Windows 2008 and later domains do have an option for Fine-Grained Passwords, but these are defined in a new object type, not in Group Policy.
Anonymous is More Than a Single Setting
There are 4 key anonymous settings which need to be configured to deny anonymous access. The reason for all 4 is due to the way that anonymous connections can be made and what each type of access allows. Microsoft has done a good job of setting most of the configurations, but all need to be set!
Even with a freshly installed Windows Server 2012 domain, the settings are not all defined in group policy. The settings that need to be configured are listed in Figure 1.
Figure 1: Anonymous settings.
As you can see from Figure 1, only one of the 4 settings is defined in a GPO from Active Directory. This is not a good use of Group Policy and needs to be configured properly in your Active Directory domain.
The settings should be set as follows:
- Network access: Allow anonymous SID/Name translation – Disabled
- Network access: Do not allow anonymous enumeration of SAM accounts – Enabled
- Network access: Do not allow anonymous enumeration of SAM accounts and Shares – Enabled
- Network access: Let Everyone permissions apply to anonymous users – Disabled
Yes, 3 out of the 4 are correct, but there are two issues with this. First, it needs to be 4 out of 4. Second, all settings need to be delivered from a GPO in Active Directory, not just one.

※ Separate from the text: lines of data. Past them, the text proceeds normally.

//! Mesh defect classification and live tracking.
//!
//! Selected meshes get a [`MeshSession`] in the [`SessionRegistry`]. Sessions
//! classify their mesh once on creation and again only when a change
//! notification shows the element counts moved. The overlay pulls projected
//! geometry from the cached results every frame.

pub mod classify;
pub mod feed;
pub mod plugin;
pub mod projection;
pub mod registry;
pub mod session;
mod systems;

pub use classify::{
    ClassifierRef, EdgeDefects, FaceDefects, FaceGeometry, FaceRule, PoleDefects, PoleKind,
};
pub use feed::{FeedSubscription, MeshChange, MeshChangeFeed};
pub use plugin::{MeshValidatorPlugin, ValidatorSet};
pub use projection::OverlayTransform;
pub use registry::SessionRegistry;
pub use session::{
    MeshProvider, MeshSession, MeshSnapshot, SessionState, SessionSummary, SnapshotOrigin,
};
pub use systems::{EcsMeshProvider, MeshAssetVersions};

/// The fixed set of defects the validator can highlight.
#[derive(Debug, Clone, Copy, PartialEq, Eq, Hash)]
pub enum DefectCategory {
    /// Faces with exactly three edges
    Triangles,
    /// Faces with more than four edges
    Ngons,
    /// Edges not shared by exactly two faces
    NonManifold,
    /// Vertices with three edges
    NPoles,
    /// Vertices with five edges
    EPoles,
    /// Vertices with more than five edges
    MorePoles,
    /// Vertices with no edges
    IsolatedVerts,
}

/// What kind of overlay geometry a category produces.
#[derive(Debug, Clone, Copy, PartialEq, Eq)]
pub enum OverlayKind {
    /// Edge outlines plus filled triangles
    Faces,
    /// Edge outlines only
    Edges,
    /// Point markers only
    Points,
}

impl DefectCategory {
    pub const COUNT: usize = 7;

    /// All categories in display order.
    pub const ALL: [DefectCategory; Self::COUNT] = [
        DefectCategory::NonManifold,
        DefectCategory::Triangles,
        DefectCategory::Ngons,
        DefectCategory::NPoles,
        DefectCategory::EPoles,
        DefectCategory::MorePoles,
        DefectCategory::IsolatedVerts,
    ];

    /// Stable slot for per-category lookup tables.
    pub const fn index(self) -> usize {
        match self {
            DefectCategory::Triangles => 0,
            DefectCategory::Ngons => 1,
            DefectCategory::NonManifold => 2,
            DefectCategory::NPoles => 3,
            DefectCategory::EPoles => 4,
            DefectCategory::MorePoles => 5,
            DefectCategory::IsolatedVerts => 6,
        }
    }

    pub fn display_name(&self) -> &'static str {
        match self {
            DefectCategory::Triangles => "Triangles",
            DefectCategory::Ngons => "Ngons",
            DefectCategory::NonManifold => "Non manifold",
            DefectCategory::NPoles => "N poles",
            DefectCategory::EPoles => "E poles",
            DefectCategory::MorePoles => "Poles > 5",
            DefectCategory::IsolatedVerts => "Isolated verts",
        }
    }

    pub fn overlay_kind(&self) -> OverlayKind {
        match self {
            DefectCategory::Triangles | DefectCategory::Ngons => OverlayKind::Faces,
            DefectCategory::NonManifold => OverlayKind::Edges,
            DefectCategory::NPoles
            | DefectCategory::EPoles
            | DefectCategory::MorePoles
            | DefectCategory::IsolatedVerts => OverlayKind::Points,
        }
    }

    /// The valence bucket for vertex categories.
    pub fn pole_kind(&self) -> Option<PoleKind> {
        match self {
            DefectCategory::NPoles => Some(PoleKind::NPole),
            DefectCategory::EPoles => Some(PoleKind::EPole),
            DefectCategory::MorePoles => Some(PoleKind::MorePole),
            DefectCategory::IsolatedVerts => Some(PoleKind::Isolated),
            _ => None,
        }
    }
}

User Account Control is Disabled or Not Configured Properly
User Account Control (UAC) was first released in Windows Vista. This point alone does not mean that the technology should be ignored! Instead, understanding of what UAC does and how to properly configure it should be instilled. I have written many articles on UAC and you can find them on the www.windowsecurity.com site.
After reading these articles, please be sure to configure UAC properly and ensure that it is enabled. The proper way to configure UAC is shown in Figure 2, which is for a Windows 7 computer.

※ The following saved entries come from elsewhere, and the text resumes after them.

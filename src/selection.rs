use bevy::prelude::*;

/// Marker component for selected entities
///
/// The validator tracks every entity carrying this marker while mesh
/// tracking is on. Picking is left to the host application.
#[derive(Component, Default)]
pub struct Selected;
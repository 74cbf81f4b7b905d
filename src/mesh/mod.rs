//! Polygon mesh representation, topology queries and display triangulation.

pub mod poly_mesh;
pub mod source;
pub mod topology;
pub mod triangulate;

pub use poly_mesh::{EdgeId, EdgeKey, FaceId, MeshEdge, MeshFace, MeshVertex, PolyMesh, VertexId};
pub use source::EditablePolyMesh;
pub use topology::MeshCounts;
pub use triangulate::{triangulate_faces, triangulate_polygon};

Figure 2: UAC configuration.
Notice that the slider in Figure 2 is at the top, not anywhere in the middle and certainly not at the Never Notify option. Anything but the top option, Always Notify, is not secure! Microsoft knows this and has reported on it over and over again. The only reason that it is set to anything but the top level is to reduce or eliminate prompts, which is not security!
Many say that Windows is not a secure operating system, which is just not the truth. If anything, with the correct settings Windows can become one of the most secure operating systems available. However, if security is not configured properly, the computer and overall network are put in jeopardy. Reducing security risk is key for securing your enterprise. Since all of you reading this are concerned with Windows, your Windows Active Directory security and stability relies on the security you set on domain controllers, servers, and desktops. With passwords being the main entry into a computer, ensuring they are secure is paramount to the overall security of the system and network. Without good password foundations, the entire security model is jeopardized. Not fully understanding how password management and security works within Active Directory could give you false assurance and results.
Anonymous access is key to a Windows network as the attacker does not need to have any relation to the Windows network, only network access to exploit the vulnerability. Ensuring that all settings on all domain controllers, servers, and desktops are correct must be done 100%. Even one system allowing anonymous access could cause inappropriate access and generate an attack on the network. UAC is a painful technology, I will agree. However, the security benefits that it promotes are well worth the few weeks of pain to get over the hump of clicking on the OK button to elevate processes. Without UAC enabled to the fullest level possible, your system is not better off than when you were using Windows XP!